Data Start Marker

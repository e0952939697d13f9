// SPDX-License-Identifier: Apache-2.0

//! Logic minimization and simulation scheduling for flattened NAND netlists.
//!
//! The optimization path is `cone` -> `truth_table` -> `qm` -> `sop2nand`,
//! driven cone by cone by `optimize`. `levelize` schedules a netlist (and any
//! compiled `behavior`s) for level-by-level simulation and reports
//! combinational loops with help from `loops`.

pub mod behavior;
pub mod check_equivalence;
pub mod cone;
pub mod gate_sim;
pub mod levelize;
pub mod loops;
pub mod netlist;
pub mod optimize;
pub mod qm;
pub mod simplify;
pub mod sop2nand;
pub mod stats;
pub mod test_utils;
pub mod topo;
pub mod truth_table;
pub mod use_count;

Data End Marker
Data Start Marker

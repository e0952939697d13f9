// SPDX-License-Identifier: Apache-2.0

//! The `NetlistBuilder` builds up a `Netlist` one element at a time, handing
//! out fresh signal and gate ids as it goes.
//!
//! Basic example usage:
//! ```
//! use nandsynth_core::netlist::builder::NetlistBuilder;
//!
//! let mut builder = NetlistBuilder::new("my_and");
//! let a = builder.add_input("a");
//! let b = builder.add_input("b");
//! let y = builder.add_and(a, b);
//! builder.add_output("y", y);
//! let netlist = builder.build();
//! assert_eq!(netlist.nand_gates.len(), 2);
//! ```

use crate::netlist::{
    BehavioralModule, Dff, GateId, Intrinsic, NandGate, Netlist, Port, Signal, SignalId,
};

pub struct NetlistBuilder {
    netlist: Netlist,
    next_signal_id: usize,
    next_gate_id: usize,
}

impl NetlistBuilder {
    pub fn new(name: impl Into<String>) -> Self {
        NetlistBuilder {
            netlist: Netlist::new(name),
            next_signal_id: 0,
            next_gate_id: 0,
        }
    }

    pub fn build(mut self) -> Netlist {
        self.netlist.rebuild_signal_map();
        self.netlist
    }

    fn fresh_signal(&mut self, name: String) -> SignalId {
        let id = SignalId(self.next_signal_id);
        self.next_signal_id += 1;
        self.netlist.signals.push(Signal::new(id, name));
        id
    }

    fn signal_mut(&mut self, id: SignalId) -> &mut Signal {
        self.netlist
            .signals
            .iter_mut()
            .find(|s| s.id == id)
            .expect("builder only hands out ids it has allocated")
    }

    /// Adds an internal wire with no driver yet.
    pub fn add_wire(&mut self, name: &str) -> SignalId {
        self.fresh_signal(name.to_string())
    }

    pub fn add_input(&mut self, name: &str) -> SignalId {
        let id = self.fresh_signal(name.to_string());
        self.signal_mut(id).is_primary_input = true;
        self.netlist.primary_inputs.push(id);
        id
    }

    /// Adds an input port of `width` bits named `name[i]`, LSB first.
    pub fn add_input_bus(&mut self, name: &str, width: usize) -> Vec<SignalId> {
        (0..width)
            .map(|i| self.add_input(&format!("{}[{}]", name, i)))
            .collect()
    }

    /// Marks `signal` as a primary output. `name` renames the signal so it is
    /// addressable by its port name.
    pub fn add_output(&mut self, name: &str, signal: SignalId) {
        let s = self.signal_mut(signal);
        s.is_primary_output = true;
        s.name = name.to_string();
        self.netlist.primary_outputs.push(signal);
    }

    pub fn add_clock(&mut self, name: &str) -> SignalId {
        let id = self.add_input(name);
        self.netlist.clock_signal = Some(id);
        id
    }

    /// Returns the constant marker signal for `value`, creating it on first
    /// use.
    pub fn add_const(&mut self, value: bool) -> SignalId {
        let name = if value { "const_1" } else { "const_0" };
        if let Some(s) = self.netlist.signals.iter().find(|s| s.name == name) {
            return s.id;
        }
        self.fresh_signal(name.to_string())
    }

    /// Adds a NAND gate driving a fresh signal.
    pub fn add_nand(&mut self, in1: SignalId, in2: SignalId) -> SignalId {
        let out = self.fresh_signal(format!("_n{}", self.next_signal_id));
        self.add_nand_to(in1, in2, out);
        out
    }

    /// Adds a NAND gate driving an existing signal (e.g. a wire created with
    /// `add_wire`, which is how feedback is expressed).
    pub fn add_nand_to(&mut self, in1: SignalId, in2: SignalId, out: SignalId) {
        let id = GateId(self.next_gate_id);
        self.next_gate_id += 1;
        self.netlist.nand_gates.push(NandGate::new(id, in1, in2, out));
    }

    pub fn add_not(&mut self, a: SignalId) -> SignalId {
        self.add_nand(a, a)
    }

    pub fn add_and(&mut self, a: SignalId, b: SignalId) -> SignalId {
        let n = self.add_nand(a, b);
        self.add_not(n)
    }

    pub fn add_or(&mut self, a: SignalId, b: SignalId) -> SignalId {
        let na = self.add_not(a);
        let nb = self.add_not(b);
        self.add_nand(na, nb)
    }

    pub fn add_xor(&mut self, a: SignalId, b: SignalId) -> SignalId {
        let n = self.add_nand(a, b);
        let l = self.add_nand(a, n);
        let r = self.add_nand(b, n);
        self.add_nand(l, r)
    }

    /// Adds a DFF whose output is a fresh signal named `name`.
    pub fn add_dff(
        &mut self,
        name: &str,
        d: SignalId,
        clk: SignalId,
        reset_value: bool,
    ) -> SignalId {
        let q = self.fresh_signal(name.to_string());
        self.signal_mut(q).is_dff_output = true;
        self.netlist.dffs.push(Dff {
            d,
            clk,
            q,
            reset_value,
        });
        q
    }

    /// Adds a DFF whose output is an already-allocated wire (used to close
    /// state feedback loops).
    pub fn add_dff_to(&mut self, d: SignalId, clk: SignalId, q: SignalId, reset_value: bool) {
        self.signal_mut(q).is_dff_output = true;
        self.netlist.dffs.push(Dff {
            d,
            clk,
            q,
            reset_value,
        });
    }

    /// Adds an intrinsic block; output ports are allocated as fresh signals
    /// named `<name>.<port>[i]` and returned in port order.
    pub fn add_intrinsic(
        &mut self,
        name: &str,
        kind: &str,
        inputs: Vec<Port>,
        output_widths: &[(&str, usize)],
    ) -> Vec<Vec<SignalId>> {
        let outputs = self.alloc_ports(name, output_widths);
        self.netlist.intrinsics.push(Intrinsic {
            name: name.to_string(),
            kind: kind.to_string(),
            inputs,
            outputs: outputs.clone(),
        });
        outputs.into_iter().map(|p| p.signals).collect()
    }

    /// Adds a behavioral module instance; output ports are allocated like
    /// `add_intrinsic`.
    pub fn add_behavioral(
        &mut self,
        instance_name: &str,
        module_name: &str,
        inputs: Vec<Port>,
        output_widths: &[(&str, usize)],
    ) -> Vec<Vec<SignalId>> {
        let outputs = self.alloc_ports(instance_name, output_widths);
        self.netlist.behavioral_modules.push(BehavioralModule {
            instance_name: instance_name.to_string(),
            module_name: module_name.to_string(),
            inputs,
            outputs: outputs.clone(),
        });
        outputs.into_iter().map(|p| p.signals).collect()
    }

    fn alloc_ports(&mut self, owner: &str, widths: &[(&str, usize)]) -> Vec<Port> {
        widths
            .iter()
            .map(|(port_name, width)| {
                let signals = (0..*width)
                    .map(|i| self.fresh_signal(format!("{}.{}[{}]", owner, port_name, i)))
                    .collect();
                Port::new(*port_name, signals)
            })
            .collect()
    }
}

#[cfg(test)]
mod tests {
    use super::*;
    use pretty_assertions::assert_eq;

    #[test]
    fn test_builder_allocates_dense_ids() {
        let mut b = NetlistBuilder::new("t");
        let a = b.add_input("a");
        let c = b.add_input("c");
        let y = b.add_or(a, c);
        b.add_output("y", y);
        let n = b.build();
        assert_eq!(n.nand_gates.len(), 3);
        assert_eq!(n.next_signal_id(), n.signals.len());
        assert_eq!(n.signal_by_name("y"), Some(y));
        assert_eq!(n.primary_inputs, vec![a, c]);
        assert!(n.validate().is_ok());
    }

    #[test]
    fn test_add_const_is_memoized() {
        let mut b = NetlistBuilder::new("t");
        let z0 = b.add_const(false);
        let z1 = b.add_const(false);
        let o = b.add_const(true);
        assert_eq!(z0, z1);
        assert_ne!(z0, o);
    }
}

Data End Marker
Data Start Marker

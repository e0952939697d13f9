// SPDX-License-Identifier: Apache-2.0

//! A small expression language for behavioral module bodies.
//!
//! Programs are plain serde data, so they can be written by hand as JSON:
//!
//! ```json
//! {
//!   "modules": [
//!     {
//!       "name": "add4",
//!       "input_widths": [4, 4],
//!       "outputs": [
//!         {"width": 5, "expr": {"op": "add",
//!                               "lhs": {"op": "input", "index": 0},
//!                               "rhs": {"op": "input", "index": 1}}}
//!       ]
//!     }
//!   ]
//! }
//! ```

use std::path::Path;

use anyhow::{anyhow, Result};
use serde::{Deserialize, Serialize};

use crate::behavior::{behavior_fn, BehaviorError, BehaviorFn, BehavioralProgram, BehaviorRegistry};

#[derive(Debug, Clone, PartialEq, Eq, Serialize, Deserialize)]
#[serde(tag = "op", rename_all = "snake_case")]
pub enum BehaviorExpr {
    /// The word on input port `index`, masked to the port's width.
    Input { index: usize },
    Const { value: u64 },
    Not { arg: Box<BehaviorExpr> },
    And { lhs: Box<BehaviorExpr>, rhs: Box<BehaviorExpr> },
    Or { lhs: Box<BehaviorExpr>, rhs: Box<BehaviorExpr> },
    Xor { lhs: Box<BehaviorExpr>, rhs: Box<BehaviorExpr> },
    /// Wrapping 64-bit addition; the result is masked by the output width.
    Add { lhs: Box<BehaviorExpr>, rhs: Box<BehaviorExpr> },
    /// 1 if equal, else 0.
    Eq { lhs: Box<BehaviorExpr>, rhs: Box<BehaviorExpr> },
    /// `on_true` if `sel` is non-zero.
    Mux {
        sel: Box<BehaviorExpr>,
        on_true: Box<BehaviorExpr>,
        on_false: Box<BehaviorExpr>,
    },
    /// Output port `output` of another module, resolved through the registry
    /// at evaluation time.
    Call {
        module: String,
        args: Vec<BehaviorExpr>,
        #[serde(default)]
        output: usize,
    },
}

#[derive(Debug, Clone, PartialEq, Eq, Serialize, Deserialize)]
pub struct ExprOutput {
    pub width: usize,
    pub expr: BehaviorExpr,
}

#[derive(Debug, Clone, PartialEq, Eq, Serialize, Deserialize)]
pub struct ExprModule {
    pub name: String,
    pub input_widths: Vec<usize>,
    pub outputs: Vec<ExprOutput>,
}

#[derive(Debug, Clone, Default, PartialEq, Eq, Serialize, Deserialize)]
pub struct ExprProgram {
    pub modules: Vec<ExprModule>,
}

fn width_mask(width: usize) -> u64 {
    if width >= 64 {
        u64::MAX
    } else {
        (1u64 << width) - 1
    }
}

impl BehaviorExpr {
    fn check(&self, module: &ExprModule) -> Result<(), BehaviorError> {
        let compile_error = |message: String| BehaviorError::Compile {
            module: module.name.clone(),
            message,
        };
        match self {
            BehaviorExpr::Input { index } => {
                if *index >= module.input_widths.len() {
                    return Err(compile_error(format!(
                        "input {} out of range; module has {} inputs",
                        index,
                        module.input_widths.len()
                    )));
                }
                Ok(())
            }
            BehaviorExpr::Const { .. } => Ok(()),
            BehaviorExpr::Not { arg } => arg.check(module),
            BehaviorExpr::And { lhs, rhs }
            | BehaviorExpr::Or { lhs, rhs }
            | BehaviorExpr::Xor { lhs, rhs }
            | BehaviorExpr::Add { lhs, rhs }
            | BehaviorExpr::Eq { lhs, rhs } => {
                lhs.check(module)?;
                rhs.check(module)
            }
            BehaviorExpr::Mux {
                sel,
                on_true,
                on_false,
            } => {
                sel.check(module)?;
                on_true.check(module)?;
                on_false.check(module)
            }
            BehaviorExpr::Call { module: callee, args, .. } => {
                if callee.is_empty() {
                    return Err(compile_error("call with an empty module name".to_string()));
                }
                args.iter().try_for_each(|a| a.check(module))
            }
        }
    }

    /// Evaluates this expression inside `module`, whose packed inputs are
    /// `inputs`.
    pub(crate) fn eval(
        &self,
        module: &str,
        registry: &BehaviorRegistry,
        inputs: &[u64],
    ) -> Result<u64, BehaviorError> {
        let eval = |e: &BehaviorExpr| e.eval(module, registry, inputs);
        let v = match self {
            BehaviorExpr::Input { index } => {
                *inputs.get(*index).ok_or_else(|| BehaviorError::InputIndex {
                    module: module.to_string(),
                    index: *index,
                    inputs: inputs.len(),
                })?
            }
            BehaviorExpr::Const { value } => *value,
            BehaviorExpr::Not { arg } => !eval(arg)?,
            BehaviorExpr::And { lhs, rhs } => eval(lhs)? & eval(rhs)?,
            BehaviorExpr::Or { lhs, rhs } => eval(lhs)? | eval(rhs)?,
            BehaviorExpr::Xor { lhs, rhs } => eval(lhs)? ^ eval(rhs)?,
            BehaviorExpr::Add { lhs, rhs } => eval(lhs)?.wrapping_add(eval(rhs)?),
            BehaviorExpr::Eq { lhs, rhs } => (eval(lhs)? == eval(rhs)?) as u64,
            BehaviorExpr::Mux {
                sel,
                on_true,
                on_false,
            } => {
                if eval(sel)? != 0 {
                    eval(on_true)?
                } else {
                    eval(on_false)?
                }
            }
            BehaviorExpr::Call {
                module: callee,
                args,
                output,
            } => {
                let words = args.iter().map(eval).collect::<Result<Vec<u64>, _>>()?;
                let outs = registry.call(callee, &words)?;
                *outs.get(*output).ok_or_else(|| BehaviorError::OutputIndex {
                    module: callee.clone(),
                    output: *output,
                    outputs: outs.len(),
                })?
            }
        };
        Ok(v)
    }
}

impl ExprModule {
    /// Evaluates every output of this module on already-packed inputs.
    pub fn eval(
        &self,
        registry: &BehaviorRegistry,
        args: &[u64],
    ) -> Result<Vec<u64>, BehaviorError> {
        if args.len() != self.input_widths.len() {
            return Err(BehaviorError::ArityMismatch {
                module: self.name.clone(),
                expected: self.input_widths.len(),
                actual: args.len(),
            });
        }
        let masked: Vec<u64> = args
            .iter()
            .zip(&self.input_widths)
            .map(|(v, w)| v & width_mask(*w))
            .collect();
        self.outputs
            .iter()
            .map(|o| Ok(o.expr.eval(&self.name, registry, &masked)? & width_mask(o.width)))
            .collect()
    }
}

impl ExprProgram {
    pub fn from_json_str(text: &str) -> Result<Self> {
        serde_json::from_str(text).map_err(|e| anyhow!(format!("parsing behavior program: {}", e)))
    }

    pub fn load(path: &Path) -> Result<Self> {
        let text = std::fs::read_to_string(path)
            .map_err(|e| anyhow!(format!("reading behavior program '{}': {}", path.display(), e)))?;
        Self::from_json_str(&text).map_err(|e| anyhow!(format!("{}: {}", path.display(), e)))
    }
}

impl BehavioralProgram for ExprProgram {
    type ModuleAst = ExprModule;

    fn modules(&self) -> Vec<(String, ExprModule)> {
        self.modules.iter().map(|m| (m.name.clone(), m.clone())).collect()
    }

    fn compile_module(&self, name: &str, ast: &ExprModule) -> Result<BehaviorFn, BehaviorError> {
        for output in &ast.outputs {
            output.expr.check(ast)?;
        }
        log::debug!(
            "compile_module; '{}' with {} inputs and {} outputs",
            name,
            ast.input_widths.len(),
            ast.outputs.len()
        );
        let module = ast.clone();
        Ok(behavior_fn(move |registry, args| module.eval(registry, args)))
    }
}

Data End Marker

* _Requirement_: Each line above with the string "path" in it should be located and copied.

* _Task response_:
//! The optimization path is `cone` -> `truth_table` -> `qm` -> `sop2nand`,
use std::path::Path;
    pub fn load(path: &Path) -> Result<Self> {
        let text = std::fs::read_to_string(path)
            .map_err(|e| anyhow!(format!("reading behavior program '{}': {}", path.display(), e)))?;
        Self::from_json_str(&text).map_err(|e| anyhow!(format!("{}: {}", path.display(), e)))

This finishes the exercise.